Action item> Below are some records; quote exactly the lines from the one that contains "Realtime Discussion Client" through the one that contains "and clean teardown", inclusive, and no others.

Records supplied>
========

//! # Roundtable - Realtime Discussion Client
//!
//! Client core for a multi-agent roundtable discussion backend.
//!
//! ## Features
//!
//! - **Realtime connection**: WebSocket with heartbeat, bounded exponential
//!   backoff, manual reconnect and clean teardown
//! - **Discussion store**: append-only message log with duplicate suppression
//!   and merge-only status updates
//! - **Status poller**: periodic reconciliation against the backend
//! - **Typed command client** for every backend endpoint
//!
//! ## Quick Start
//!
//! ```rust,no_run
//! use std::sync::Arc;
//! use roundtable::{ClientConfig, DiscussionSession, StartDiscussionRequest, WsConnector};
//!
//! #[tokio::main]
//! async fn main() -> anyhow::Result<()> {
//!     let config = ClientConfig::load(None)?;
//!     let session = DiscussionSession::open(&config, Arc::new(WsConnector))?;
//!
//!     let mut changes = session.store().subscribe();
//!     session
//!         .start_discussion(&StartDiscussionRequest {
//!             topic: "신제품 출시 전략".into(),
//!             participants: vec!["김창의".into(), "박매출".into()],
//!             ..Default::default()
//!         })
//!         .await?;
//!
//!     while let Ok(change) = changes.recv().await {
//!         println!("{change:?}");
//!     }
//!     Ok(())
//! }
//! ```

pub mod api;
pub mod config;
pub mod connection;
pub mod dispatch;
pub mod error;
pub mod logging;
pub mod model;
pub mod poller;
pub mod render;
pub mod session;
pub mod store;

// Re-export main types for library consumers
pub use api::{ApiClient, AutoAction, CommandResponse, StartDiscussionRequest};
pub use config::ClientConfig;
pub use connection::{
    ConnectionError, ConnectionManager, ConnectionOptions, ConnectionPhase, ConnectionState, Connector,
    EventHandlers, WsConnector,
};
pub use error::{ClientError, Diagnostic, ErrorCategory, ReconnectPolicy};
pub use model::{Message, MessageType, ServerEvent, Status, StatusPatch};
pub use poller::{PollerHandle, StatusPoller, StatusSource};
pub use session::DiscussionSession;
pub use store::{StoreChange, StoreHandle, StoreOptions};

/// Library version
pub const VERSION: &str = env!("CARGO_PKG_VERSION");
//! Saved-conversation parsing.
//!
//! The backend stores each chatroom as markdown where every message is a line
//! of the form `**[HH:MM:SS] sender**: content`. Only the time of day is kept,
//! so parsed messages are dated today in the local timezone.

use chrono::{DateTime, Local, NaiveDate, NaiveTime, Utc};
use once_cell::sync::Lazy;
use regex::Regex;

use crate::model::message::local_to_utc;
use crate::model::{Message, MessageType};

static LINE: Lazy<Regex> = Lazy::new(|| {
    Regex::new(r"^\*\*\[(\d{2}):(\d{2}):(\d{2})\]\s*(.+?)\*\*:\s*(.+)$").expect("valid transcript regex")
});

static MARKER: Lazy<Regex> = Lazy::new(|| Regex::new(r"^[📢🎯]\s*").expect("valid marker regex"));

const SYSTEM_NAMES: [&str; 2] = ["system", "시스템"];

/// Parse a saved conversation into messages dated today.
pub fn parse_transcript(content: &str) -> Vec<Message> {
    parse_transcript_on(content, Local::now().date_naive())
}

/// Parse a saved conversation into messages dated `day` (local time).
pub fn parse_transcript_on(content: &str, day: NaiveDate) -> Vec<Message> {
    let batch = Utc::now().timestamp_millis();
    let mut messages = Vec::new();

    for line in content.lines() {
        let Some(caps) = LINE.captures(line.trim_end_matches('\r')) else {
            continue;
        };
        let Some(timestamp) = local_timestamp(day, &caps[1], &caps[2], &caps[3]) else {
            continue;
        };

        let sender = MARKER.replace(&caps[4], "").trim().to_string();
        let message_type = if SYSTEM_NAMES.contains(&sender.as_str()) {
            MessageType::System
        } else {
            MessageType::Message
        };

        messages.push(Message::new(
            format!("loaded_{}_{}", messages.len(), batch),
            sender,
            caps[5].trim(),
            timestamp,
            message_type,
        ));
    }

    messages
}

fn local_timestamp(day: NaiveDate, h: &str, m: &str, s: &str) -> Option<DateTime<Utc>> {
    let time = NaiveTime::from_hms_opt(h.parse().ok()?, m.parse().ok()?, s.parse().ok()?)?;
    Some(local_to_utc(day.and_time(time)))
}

========

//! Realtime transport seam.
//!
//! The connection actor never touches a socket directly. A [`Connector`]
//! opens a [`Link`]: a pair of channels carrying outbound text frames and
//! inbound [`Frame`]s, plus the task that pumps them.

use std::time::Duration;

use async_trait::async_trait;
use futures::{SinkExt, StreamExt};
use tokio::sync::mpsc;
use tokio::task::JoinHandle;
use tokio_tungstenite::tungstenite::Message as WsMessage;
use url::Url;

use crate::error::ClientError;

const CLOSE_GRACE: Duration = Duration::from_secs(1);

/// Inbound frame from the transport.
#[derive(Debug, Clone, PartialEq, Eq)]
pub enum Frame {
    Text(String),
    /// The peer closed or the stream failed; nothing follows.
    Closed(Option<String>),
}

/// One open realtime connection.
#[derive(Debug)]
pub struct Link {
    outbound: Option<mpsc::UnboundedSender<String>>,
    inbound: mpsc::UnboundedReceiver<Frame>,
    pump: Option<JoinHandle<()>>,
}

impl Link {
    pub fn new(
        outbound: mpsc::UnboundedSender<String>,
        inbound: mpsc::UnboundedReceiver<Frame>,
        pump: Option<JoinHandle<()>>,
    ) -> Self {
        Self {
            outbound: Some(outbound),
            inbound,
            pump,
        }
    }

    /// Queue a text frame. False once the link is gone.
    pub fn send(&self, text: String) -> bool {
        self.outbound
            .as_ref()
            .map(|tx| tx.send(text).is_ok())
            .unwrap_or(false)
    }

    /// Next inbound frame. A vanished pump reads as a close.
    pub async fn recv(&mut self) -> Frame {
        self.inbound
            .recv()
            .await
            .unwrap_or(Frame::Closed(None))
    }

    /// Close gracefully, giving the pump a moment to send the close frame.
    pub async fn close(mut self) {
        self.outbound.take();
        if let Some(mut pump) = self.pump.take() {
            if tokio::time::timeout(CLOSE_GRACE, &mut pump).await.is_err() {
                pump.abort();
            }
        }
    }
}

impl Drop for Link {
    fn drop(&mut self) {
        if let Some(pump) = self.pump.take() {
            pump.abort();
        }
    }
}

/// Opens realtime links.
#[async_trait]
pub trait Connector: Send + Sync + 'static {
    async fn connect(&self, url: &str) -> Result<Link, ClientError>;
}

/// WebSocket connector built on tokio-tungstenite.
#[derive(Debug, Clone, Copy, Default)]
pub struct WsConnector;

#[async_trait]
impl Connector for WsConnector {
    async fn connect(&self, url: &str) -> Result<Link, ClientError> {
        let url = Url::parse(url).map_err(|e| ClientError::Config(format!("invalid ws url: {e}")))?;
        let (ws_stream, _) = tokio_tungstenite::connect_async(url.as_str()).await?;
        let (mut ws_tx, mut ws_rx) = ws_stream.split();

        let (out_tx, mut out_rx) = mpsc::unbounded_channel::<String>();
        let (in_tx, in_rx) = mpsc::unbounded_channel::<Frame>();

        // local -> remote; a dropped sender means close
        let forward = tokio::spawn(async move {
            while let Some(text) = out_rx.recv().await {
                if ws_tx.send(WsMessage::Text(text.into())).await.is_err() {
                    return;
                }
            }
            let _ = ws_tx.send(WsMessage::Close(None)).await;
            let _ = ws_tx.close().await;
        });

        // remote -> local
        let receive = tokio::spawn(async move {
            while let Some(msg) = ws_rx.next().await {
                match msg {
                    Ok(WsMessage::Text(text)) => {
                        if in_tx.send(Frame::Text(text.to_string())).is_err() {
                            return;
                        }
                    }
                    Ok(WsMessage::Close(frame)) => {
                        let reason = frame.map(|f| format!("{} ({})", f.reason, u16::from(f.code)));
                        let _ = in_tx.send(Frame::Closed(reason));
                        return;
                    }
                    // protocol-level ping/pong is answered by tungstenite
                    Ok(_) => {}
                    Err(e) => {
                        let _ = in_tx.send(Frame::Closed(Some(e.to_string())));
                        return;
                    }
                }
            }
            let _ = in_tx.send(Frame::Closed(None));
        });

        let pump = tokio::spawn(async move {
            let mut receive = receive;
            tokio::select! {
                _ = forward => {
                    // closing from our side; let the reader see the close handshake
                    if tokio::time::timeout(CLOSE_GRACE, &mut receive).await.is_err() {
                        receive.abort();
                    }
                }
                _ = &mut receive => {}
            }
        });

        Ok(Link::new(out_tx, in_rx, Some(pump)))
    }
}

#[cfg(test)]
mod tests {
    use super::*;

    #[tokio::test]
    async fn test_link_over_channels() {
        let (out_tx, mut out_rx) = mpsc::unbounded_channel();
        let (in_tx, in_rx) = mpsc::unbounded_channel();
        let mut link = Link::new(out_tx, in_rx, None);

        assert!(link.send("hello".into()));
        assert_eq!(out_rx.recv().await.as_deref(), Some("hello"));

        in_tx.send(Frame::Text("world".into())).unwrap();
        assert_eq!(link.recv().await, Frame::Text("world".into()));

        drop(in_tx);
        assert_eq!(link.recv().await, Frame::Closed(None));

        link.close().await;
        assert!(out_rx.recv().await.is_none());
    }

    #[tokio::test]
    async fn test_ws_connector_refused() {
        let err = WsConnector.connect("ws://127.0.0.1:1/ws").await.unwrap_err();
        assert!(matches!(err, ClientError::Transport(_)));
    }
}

========

Expected output>
//! # Roundtable - Realtime Discussion Client
//!
//! Client core for a multi-agent roundtable discussion backend.
//!
//! ## Features
//!
//! - **Realtime connection**: WebSocket with heartbeat, bounded exponential
//!   backoff, manual reconnect and clean teardown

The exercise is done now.